ASSIGNED TASK :: Repeat only the lines below from the one containing "assert_eq!(expired, 1);" through the one containing "if let Value::List(l)", inclusive, exactly as written.

INPUT ::
---*---

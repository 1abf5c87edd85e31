// SPDX-License-Identifier: MIT

//! `socketley`: thin control-socket client for the `socketleyd` daemon.
//! Parses arguments, builds one command line, sends it over the
//! control socket, and prints the daemon's response.

mod client;
mod commands;
mod daemon_process;
mod env;
mod exit_error;

use clap::{Parser, Subcommand};

use commands::{control, daemon};

#[derive(Parser)]
#[command(name = "socketley", version, about = "Control client for the socketleyd daemon")]
struct Cli {
    #[command(subcommand)]
    command: TopCommand,
}

#[derive(Subcommand)]
enum TopCommand {
    #[command(flatten)]
    Control(control::Commands),
    /// Manage the socketleyd process itself
    Daemon {
        #[command(subcommand)]
        command: daemon::DaemonCommand,
    },
}

fn main() {
    let cli = Cli::parse();
    let code = match cli.command {
        TopCommand::Control(cmd) => control::dispatch(cmd),
        TopCommand::Daemon { command } => daemon::dispatch(command),
    };
    std::process::exit(code);
}
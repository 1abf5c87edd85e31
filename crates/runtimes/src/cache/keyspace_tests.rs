// SPDX-License-Identifier: MIT

use super::*;
use crate::cache::value::Value;

#[test]
fn set_then_get_round_trips() {
    let mut ks = Keyspace::new(None, EvictionPolicy::NoEviction);
    ks.set(b"k".to_vec(), Value::Str(b"v".to_vec()), None, 0);
    match ks.get(b"k", 0) {
        Some(Value::Str(v)) => assert_eq!(v, b"v"),
        other => panic!("expected Str, got {other:?}"),
    }
}

#[test]
fn expired_key_is_lazily_removed_on_access() {
    let mut ks = Keyspace::new(None, EvictionPolicy::NoEviction);
    ks.set(b"k".to_vec(), Value::Str(b"v".to_vec()), Some(100), 0);
    assert!(ks.get(b"k", 50).is_some());
    assert!(ks.get(b"k", 150).is_none());
    assert_eq!(ks.len(), 0);
}

#[test]
fn del_removes_a_present_key_and_reports_absence() {
    let mut ks = Keyspace::new(None, EvictionPolicy::NoEviction);
    ks.set(b"k".to_vec(), Value::Str(b"v".to_vec()), None, 0);
    assert!(ks.del(b"k"));
    assert!(!ks.del(b"k"));
}

#[test]
fn ttl_reports_remaining_millis_and_persist_clears_it() {
    let mut ks = Keyspace::new(None, EvictionPolicy::NoEviction);
    ks.set(b"k".to_vec(), Value::Str(b"v".to_vec()), Some(1000), 0);
    assert_eq!(ks.ttl_ms(b"k", 200), Some(Some(800)));
    assert!(ks.persist(b"k"));
    assert_eq!(ks.ttl_ms(b"k", 200), Some(None));
}

#[test]
fn allkeys_lru_evicts_the_least_recently_used_entry_first() {
    let mut ks = Keyspace::new(Some(200), EvictionPolicy::AllKeysLru);
    ks.set(b"a".to_vec(), Value::Str(vec![0u8; 40]), None, 0);
    ks.set(b"b".to_vec(), Value::Str(vec![0u8; 40]), None, 0);
    // touch "a" so "b" becomes the LRU victim
    assert!(ks.get(b"a", 0).is_some());
    ks.set(b"c".to_vec(), Value::Str(vec![0u8; 80]), None, 0);
    assert!(ks.get(b"a", 0).is_some(), "recently-touched key should survive eviction");
    assert!(ks.get(b"b", 0).is_none(), "least-recently-used key should be evicted");
    assert!(ks.evicted_count >= 1);
}

#[test]
fn noeviction_rejects_writes_past_max_memory() {
    let mut ks = Keyspace::new(Some(60), EvictionPolicy::NoEviction);
    assert!(ks.set(b"a".to_vec(), Value::Str(vec![0u8; 8]), None, 0));
    assert!(!ks.set(b"b".to_vec(), Value::Str(vec![0u8; 8]), None, 0));
    assert_eq!(ks.rejected_writes, 1);
}

#[test]
fn sample_expire_removes_due_keys_without_a_direct_access() {
    let mut ks = Keyspace::new(None, EvictionPolicy::NoEviction);
    ks.set(b"a".to_vec(), Value::Str(b"v".to_vec()), Some(10), 0);
    ks.set(b"b".to_vec(), Value::Str(b"v".to_vec()), None, 0);
    let expired = ks.sample_expire(20, 50);
    assert_eq!(expired, 1);
    assert_eq!(ks.len(), 1);
}

#[test]
fn with_value_mut_reconciles_memory_accounting() {
    let mut ks = Keyspace::new(None, EvictionPolicy::NoEviction);
    ks.set(b"list".to_vec(), Value::List(Default::default()), None, 0);
    let before = ks.memory_used();
    ks.with_value_mut(b"list", 0, |v| {
        if let Value::List(l) = v {
            l.push_back(vec![0u8; 100]);
        }
    });
    assert!(ks.memory_used() > before);
}
// SPDX-License-Identifier: MIT

//! The extension VM seam: a fixed set of named callbacks any embeddable
//! scripting engine can satisfy. This crate ships [`NullVm`], which
//! no-ops every callback and never subscribes to a channel — a real
//! engine binding implements this same trait.

use std::borrow::Cow;

/// Connection-scoped context passed into most callbacks.
pub struct ConnCtx<'a> {
    pub connection_id: u64,
    pub metadata: &'a std::collections::HashMap<String, String>,
}

/// Auth decision returned by `on_auth`; gates connection admission.
#[derive(Debug, Clone, Copy, PartialEq, Eq)]
pub enum AuthDecision {
    Allow,
    Deny,
}

pub trait ExtensionVm: Send {
    fn on_connect(&mut self, _ctx: &ConnCtx<'_>) {}
    fn on_disconnect(&mut self, _ctx: &ConnCtx<'_>) {}
    fn on_message(&mut self, _ctx: &ConnCtx<'_>, _payload: &[u8]) {}
    fn on_client_message(&mut self, _payload: &[u8]) {}
    fn on_tick(&mut self) {}
    fn on_websocket(&mut self, _ctx: &ConnCtx<'_>, _payload: &[u8]) {}
    fn on_http_request(&mut self, _ctx: &ConnCtx<'_>, _method: &str, _path: &str) {}

    /// Gates admission; the default allows every connection.
    fn on_auth(&mut self, _ctx: &ConnCtx<'_>, _credential: Option<&str>) -> AuthDecision {
        AuthDecision::Allow
    }

    /// Subscriptions this VM currently holds, for registry pub/sub
    /// dispatch. Default: none.
    fn subscriptions(&self) -> Cow<'_, [String]> {
        Cow::Borrowed(&[])
    }

    /// Deliver a publication this VM is subscribed to.
    fn on_publish(&mut self, _channel: &str, _message: &[u8]) {}

    /// For the proxy's `script` strategy: choose a backend by index
    /// into `candidates`. The default defers to round-robin.
    fn select_backend(&mut self, _candidates: &[String]) -> Option<usize> {
        None
    }
}

/// The default extension VM: every callback no-ops, every connection
/// is admitted, no channel is ever subscribed to.
#[derive(Debug, Default)]
pub struct NullVm;

impl ExtensionVm for NullVm {}
// SPDX-License-Identifier: MIT

use super::*;
use crate::cache::{CacheConfig, CacheMode, EvictionPolicy};
use crate::client::{ClientConfig, ReconnectPolicy};
use crate::proxy::{ProxyConfig, ProxyProtocol, Strategy};
use crate::server::{ServerConfig, ServerMode};
use sk_core::RuntimeKind;

fn server() -> AnyRuntime {
    AnyRuntime::Server(ServerRuntime::new(
        ServerConfig {
            mode: ServerMode::InOut,
            max_connections: 10,
            rate_limit_per_sec: None,
            server_rate_limit_per_sec: None,
            http_root: None,
            write_high_water_mark: 1 << 20,
        },
        NullVm,
        SystemClock,
    ))
}

fn cache() -> AnyRuntime {
    AnyRuntime::Cache(CacheRuntime::new(
        CacheConfig {
            mode: CacheMode::ReadWrite,
            eviction: EvictionPolicy::NoEviction,
            max_memory: None,
            snapshot_path: None,
            replicate_target: None,
            force_resp2: false,
        },
        NullVm,
    ))
}

fn client() -> AnyRuntime {
    AnyRuntime::Client(ClientRuntime::new(
        ClientConfig { reconnect: ReconnectPolicy::disabled(), write_high_water_mark: 1 << 20 },
        NullVm,
    ))
}

fn proxy() -> AnyRuntime {
    AnyRuntime::Proxy(ProxyRuntime::new(
        ProxyConfig {
            protocol: ProxyProtocol::Tcp,
            strategy: Strategy::RoundRobin,
            retry_all: false,
            health_threshold: 3,
            circuit_threshold: 3,
            circuit_timeout_ms: 1000,
            retry_count: 0,
            route_prefixes: Vec::new(),
        },
        NullVm,
        vec!["127.0.0.1:1".into()],
    ))
}

#[test]
fn kind_matches_the_wrapped_variant() {
    assert_eq!(server().kind(), RuntimeKind::Server);
    assert_eq!(cache().kind(), RuntimeKind::Cache);
    assert_eq!(client().kind(), RuntimeKind::Client);
    assert_eq!(proxy().kind(), RuntimeKind::Proxy);
}

#[test]
fn downcasting_only_succeeds_for_the_matching_variant() {
    let mut s = server();
    assert!(s.as_server_mut().is_some());
    assert!(s.as_cache_mut().is_none());
    assert!(s.as_client_mut().is_none());
    assert!(s.as_proxy_mut().is_none());
}

#[test]
fn teardown_and_connection_count_delegate_through_every_variant() {
    for mut runtime in [server(), cache(), client(), proxy()] {
        assert_eq!(runtime.connection_count(), if matches!(runtime, AnyRuntime::Proxy(_)) { 1 } else { 0 });
        runtime.teardown();
    }
}

#[test]
fn deliver_pubsub_with_no_subscription_returns_false() {
    let mut c = cache();
    assert!(!c.deliver_pubsub("channel", b"msg"));
}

---*---

OUTPUT BELOW ::
    assert_eq!(expired, 1);
    assert_eq!(ks.len(), 1);
}

#[test]
fn with_value_mut_reconciles_memory_accounting() {
    let mut ks = Keyspace::new(None, EvictionPolicy::NoEviction);
    ks.set(b"list".to_vec(), Value::List(Default::default()), None, 0);
    let before = ks.memory_used();
    ks.with_value_mut(b"list", 0, |v| {
        if let Value::List(l) = v {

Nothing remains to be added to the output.